Exercise directions: Reprint every line of the data, keeping each character intact.

The records:
//! Batched two-arm door manipulation task.
//!
//! This crate exposes a vectorized door-closing environment: two sphere
//! proxy arms that can latch onto authored grasp sites on a double
//! door, per-environment switching between position and force control,
//! and pluggable reward scoring. The binary (`src/bin/rollout.rs`) is
//! just a thin rollout / research harness around these components.

pub mod attach;
pub mod config;
pub mod control;
pub mod domain_rand;
pub mod error;
pub mod logging;
pub mod observation;
pub mod reward;
pub mod sim;
pub mod state;
pub mod task;
pub mod transform;

// --- Re-exports for ergonomic external use ---------------------------------

pub use attach::{
    default_door_points, AttachPointSpec, AttachablePoint, AttachmentRegistry, AttachmentTracker,
    DoorLeaf,
};

pub use config::{ActionType, RewardKind, RewardRemap, TaskConfig};

pub use control::{ActionLayout, ArmLayout, ControlDispatcher};

pub use domain_rand::{DomainRandConfig, DomainRandSampler};

pub use error::TaskError;

pub use logging::{EventSink, FileSink, NoopSink, StepRecord};

pub use observation::ObservationSpec;

pub use reward::{EmbeddingModel, Extras, RewardScorer, RewardStrategy};

pub use sim::{BodyHandle, EnvId, JointHandle, KinematicBackend, SimulatorBackend};

pub use state::{BatchState, NUM_ARMS};

pub use task::{DoorTask, EpisodeOutcome};

pub use transform::RigidPose;
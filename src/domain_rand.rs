// src/domain_rand.rs
//
// Reset-time domain randomization: noise injected into the arm DOF
// start positions whenever an environment resets. Door DOFs are never
// randomized; every episode starts with both leaves fully open.
//
// Sampling is driven by a dedicated ChaCha8 stream so rollouts are
// reproducible from a single seed.

use rand::Rng;
use rand_chacha::rand_core::SeedableRng;
use rand_chacha::ChaCha8Rng;

/// Uniform half-width noise bands for the arm DOF reset positions.
///
/// The first `precise_dofs` entries of each arm's DOF block get a
/// tight band (they position the proxy near its spawn point); the rest
/// get a wide band. A three-DOF slide arm is all-precise; the wide
/// band only comes into play for longer arms. With `enabled = false`
/// every reset is noise-free.
#[derive(Debug, Clone)]
pub struct DomainRandConfig {
    pub enabled: bool,
    /// Half-width of the uniform band on the leading DOFs.
    pub precise_noise: f64,
    /// Number of leading DOFs per arm using the tight band.
    pub precise_dofs: usize,
    /// Half-width of the uniform band on the remaining DOFs.
    pub coarse_noise: f64,
    /// Hard clip applied to the precise-band draw.
    pub precise_clip: f64,
}

impl Default for DomainRandConfig {
    fn default() -> Self {
        Self {
            enabled: true,
            precise_noise: 0.05,
            precise_dofs: 3,
            coarse_noise: 0.5,
            precise_clip: 0.1,
        }
    }
}

impl DomainRandConfig {
    /// Noise-free config for tests and regression rollouts.
    pub fn disabled() -> Self {
        Self {
            enabled: false,
            ..Self::default()
        }
    }
}

/// Seeded sampler producing per-DOF reset offsets.
pub struct DomainRandSampler {
    cfg: DomainRandConfig,
    rng: ChaCha8Rng,
}

impl DomainRandSampler {
    pub fn new(cfg: DomainRandConfig, seed: u64) -> Self {
        Self {
            cfg,
            rng: ChaCha8Rng::seed_from_u64(seed),
        }
    }

    /// Re-seed the sampler's stream (task-level `seed()` forwards here).
    pub fn reseed(&mut self, seed: u64) {
        self.rng = ChaCha8Rng::seed_from_u64(seed);
    }

    /// Offset for arm DOF `dof_index` (index within the owning arm's
    /// DOF block).
    ///
    /// Always consumes one draw so the stream advances identically
    /// whether or not randomization is enabled.
    pub fn dof_offset(&mut self, dof_index: usize) -> f64 {
        let (half, clip) = if dof_index < self.cfg.precise_dofs {
            (self.cfg.precise_noise, self.cfg.precise_clip)
        } else {
            (self.cfg.coarse_noise, f64::INFINITY)
        };
        let draw: f64 = self.rng.gen_range(-1.0..=1.0) * half;
        if !self.cfg.enabled {
            return 0.0;
        }
        draw.clamp(-clip, clip)
    }
}
//! Typed failure categories for the engine.
//!
//! Errors are never recovered internally; every operation surfaces the first
//! error it encounters and the CLI renders it as a single error line plus,
//! where applicable, a bulleted list of offending items.

use std::path::PathBuf;

use thiserror::Error;

use crate::id::CommitId;

/// Common result type used throughout strata-core.
pub type Result<T> = std::result::Result<T, Error>;

/// Errors from engine operations.
#[derive(Debug, Error)]
pub enum Error {
    /// No control directory at or above the start directory.
    #[error("not a tracked root: no {} directory at or above {}", crate::CONTROL_DIR, .path.display())]
    NotTrackedRoot { path: PathBuf },

    /// `init` on a directory that already has a control directory.
    #[error("already a tracked root: {}", .path.display())]
    AlreadyTrackedRoot { path: PathBuf },

    /// Branch name violates the `[A-Za-z_][A-Za-z0-9_]*` grammar.
    #[error("invalid branch name: {name:?}")]
    InvalidBranchName { name: String },

    /// Branch creation over an existing name without force.
    #[error("branch already exists: {name} (use -f to overwrite)")]
    BranchExists { name: String },

    /// Named branch does not exist.
    #[error("unknown branch: {name}")]
    UnknownBranch { name: String },

    /// Refusal to delete the branch HEAD is attached to.
    #[error("cannot delete branch {name}: HEAD is attached to it")]
    BranchInUse { name: String },

    /// Reference string matched no branch, commit id, or unique prefix.
    #[error("unknown ref: {reference}")]
    UnknownRef { reference: String },

    /// Hex prefix matched more than one commit id.
    #[error("ambiguous ref {reference}: matches {} commits", .matches.len())]
    AmbiguousRef {
        reference: String,
        matches: Vec<CommitId>,
    },

    /// Checkout invoked without a reference.
    #[error("missing ref argument")]
    MissingRef,

    /// HEAD is attached to a branch that has no commit yet.
    #[error("no commits yet")]
    NoCommitsYet,

    /// Destructive operation on a dirty working tree without force.
    #[error("uncommitted changes in working tree ({} paths); commit them or use -f to destroy them", .paths.len())]
    DirtyWorkingTree { paths: Vec<PathBuf> },

    /// A parent edge or branch target points at a missing commit record.
    #[error("corrupt history: missing commit record {commit}")]
    CorruptHistory { commit: CommitId },

    /// The archive tool subprocess failed or could not be run.
    #[error("snapshot tool failed: {detail}")]
    SnapshotToolFailed { detail: String },

    /// Another process holds the advisory lock on the control directory.
    #[error("store is busy: another strata process holds the lock")]
    StoreBusy,

    /// Bad argument combination surfaced by the command layer.
    #[error("{0}")]
    Usage(String),

    #[error(transparent)]
    Io(#[from] std::io::Error),

    #[error("malformed commit metadata: {0}")]
    Meta(#[from] serde_json::Error),

    #[error("malformed store config: {0}")]
    Config(#[from] toml::de::Error),
}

Expected answer:
//! Batched two-arm door manipulation task.
//!
//! This crate exposes a vectorized door-closing environment: two sphere
//! proxy arms that can latch onto authored grasp sites on a double
//! door, per-environment switching between position and force control,
//! and pluggable reward scoring. The binary (`src/bin/rollout.rs`) is
//! just a thin rollout / research harness around these components.

pub mod attach;
pub mod config;
pub mod control;
pub mod domain_rand;
pub mod error;
pub mod logging;
pub mod observation;
pub mod reward;
pub mod sim;
pub mod state;
pub mod task;
pub mod transform;

// --- Re-exports for ergonomic external use ---------------------------------

pub use attach::{
    default_door_points, AttachPointSpec, AttachablePoint, AttachmentRegistry, AttachmentTracker,
    DoorLeaf,
};

pub use config::{ActionType, RewardKind, RewardRemap, TaskConfig};

pub use control::{ActionLayout, ArmLayout, ControlDispatcher};

pub use domain_rand::{DomainRandConfig, DomainRandSampler};

pub use error::TaskError;

pub use logging::{EventSink, FileSink, NoopSink, StepRecord};

pub use observation::ObservationSpec;

pub use reward::{EmbeddingModel, Extras, RewardScorer, RewardStrategy};

pub use sim::{BodyHandle, EnvId, JointHandle, KinematicBackend, SimulatorBackend};

pub use state::{BatchState, NUM_ARMS};

pub use task::{DoorTask, EpisodeOutcome};

pub use transform::RigidPose;
filename src/domain_rand.rs
// src/domain_rand.rs
//
// Reset-time domain randomization: noise injected into the arm DOF
// start positions whenever an environment resets. Door DOFs are never
// randomized; every episode starts with both leaves fully open.
//
// Sampling is driven by a dedicated ChaCha8 stream so rollouts are
// reproducible from a single seed.

use rand::Rng;
use rand_chacha::rand_core::SeedableRng;
use rand_chacha::ChaCha8Rng;

/// Uniform half-width noise bands for the arm DOF reset positions.
///
/// The first `precise_dofs` entries of each arm's DOF block get a
/// tight band (they position the proxy near its spawn point); the rest
/// get a wide band. A three-DOF slide arm is all-precise; the wide
/// band only comes into play for longer arms. With `enabled = false`
/// every reset is noise-free.
#[derive(Debug, Clone)]
pub struct DomainRandConfig {
    pub enabled: bool,
    /// Half-width of the uniform band on the leading DOFs.
    pub precise_noise: f64,
    /// Number of leading DOFs per arm using the tight band.
    pub precise_dofs: usize,
    /// Half-width of the uniform band on the remaining DOFs.
    pub coarse_noise: f64,
    /// Hard clip applied to the precise-band draw.
    pub precise_clip: f64,
}

impl Default for DomainRandConfig {
    fn default() -> Self {
        Self {
            enabled: true,
            precise_noise: 0.05,
            precise_dofs: 3,
            coarse_noise: 0.5,
            precise_clip: 0.1,
        }
    }
}

impl DomainRandConfig {
    /// Noise-free config for tests and regression rollouts.
    pub fn disabled() -> Self {
        Self {
            enabled: false,
            ..Self::default()
        }
    }
}

/// Seeded sampler producing per-DOF reset offsets.
pub struct DomainRandSampler {
    cfg: DomainRandConfig,
    rng: ChaCha8Rng,
}

impl DomainRandSampler {
    pub fn new(cfg: DomainRandConfig, seed: u64) -> Self {
        Self {
            cfg,
            rng: ChaCha8Rng::seed_from_u64(seed),
        }
    }

    /// Re-seed the sampler's stream (task-level `seed()` forwards here).
    pub fn reseed(&mut self, seed: u64) {
        self.rng = ChaCha8Rng::seed_from_u64(seed);
    }

    /// Offset for arm DOF `dof_index` (index within the owning arm's
    /// DOF block).
    ///
    /// Always consumes one draw so the stream advances identically
    /// whether or not randomization is enabled.
    pub fn dof_offset(&mut self, dof_index: usize) -> f64 {
        let (half, clip) = if dof_index < self.cfg.precise_dofs {
            (self.cfg.precise_noise, self.cfg.precise_clip)
        } else {
            (self.cfg.coarse_noise, f64::INFINITY)
        };
        let draw: f64 = self.rng.gen_range(-1.0..=1.0) * half;
        if !self.cfg.enabled {
            return 0.0;
        }
        draw.clamp(-clip, clip)
    }
}
//! Typed failure categories for the engine.
//!
//! Errors are never recovered internally; every operation surfaces the first
//! error it encounters and the CLI renders it as a single error line plus,
//! where applicable, a bulleted list of offending items.

use std::path::PathBuf;

use thiserror::Error;

use crate::id::CommitId;

/// Common result type used throughout strata-core.
pub type Result<T> = std::result::Result<T, Error>;

/// Errors from engine operations.
#[derive(Debug, Error)]
pub enum Error {
    /// No control directory at or above the start directory.
    #[error("not a tracked root: no {} directory at or above {}", crate::CONTROL_DIR, .path.display())]
    NotTrackedRoot { path: PathBuf },

    /// `init` on a directory that already has a control directory.
    #[error("already a tracked root: {}", .path.display())]
    AlreadyTrackedRoot { path: PathBuf },

    /// Branch name violates the `[A-Za-z_][A-Za-z0-9_]*` grammar.
    #[error("invalid branch name: {name:?}")]
    InvalidBranchName { name: String },

    /// Branch creation over an existing name without force.
    #[error("branch already exists: {name} (use -f to overwrite)")]
    BranchExists { name: String },

    /// Named branch does not exist.
    #[error("unknown branch: {name}")]
    UnknownBranch { name: String },

    /// Refusal to delete the branch HEAD is attached to.
    #[error("cannot delete branch {name}: HEAD is attached to it")]
    BranchInUse { name: String },

    /// Reference string matched no branch, commit id, or unique prefix.
    #[error("unknown ref: {reference}")]
    UnknownRef { reference: String },

    /// Hex prefix matched more than one commit id.
    #[error("ambiguous ref {reference}: matches {} commits", .matches.len())]
    AmbiguousRef {
        reference: String,
        matches: Vec<CommitId>,
    },

    /// Checkout invoked without a reference.
    #[error("missing ref argument")]
    MissingRef,

    /// HEAD is attached to a branch that has no commit yet.
    #[error("no commits yet")]
    NoCommitsYet,

    /// Destructive operation on a dirty working tree without force.
    #[error("uncommitted changes in working tree ({} paths); commit them or use -f to destroy them", .paths.len())]
    DirtyWorkingTree { paths: Vec<PathBuf> },

    /// A parent edge or branch target points at a missing commit record.
    #[error("corrupt history: missing commit record {commit}")]
    CorruptHistory { commit: CommitId },

    /// The archive tool subprocess failed or could not be run.
    #[error("snapshot tool failed: {detail}")]
    SnapshotToolFailed { detail: String },

    /// Another process holds the advisory lock on the control directory.
    #[error("store is busy: another strata process holds the lock")]
    StoreBusy,

    /// Bad argument combination surfaced by the command layer.
    #[error("{0}")]
    Usage(String),

    #[error(transparent)]
    Io(#[from] std::io::Error),

    #[error("malformed commit metadata: {0}")]
    Meta(#[from] serde_json::Error),

    #[error("malformed store config: {0}")]
    Config(#[from] toml::de::Error),
}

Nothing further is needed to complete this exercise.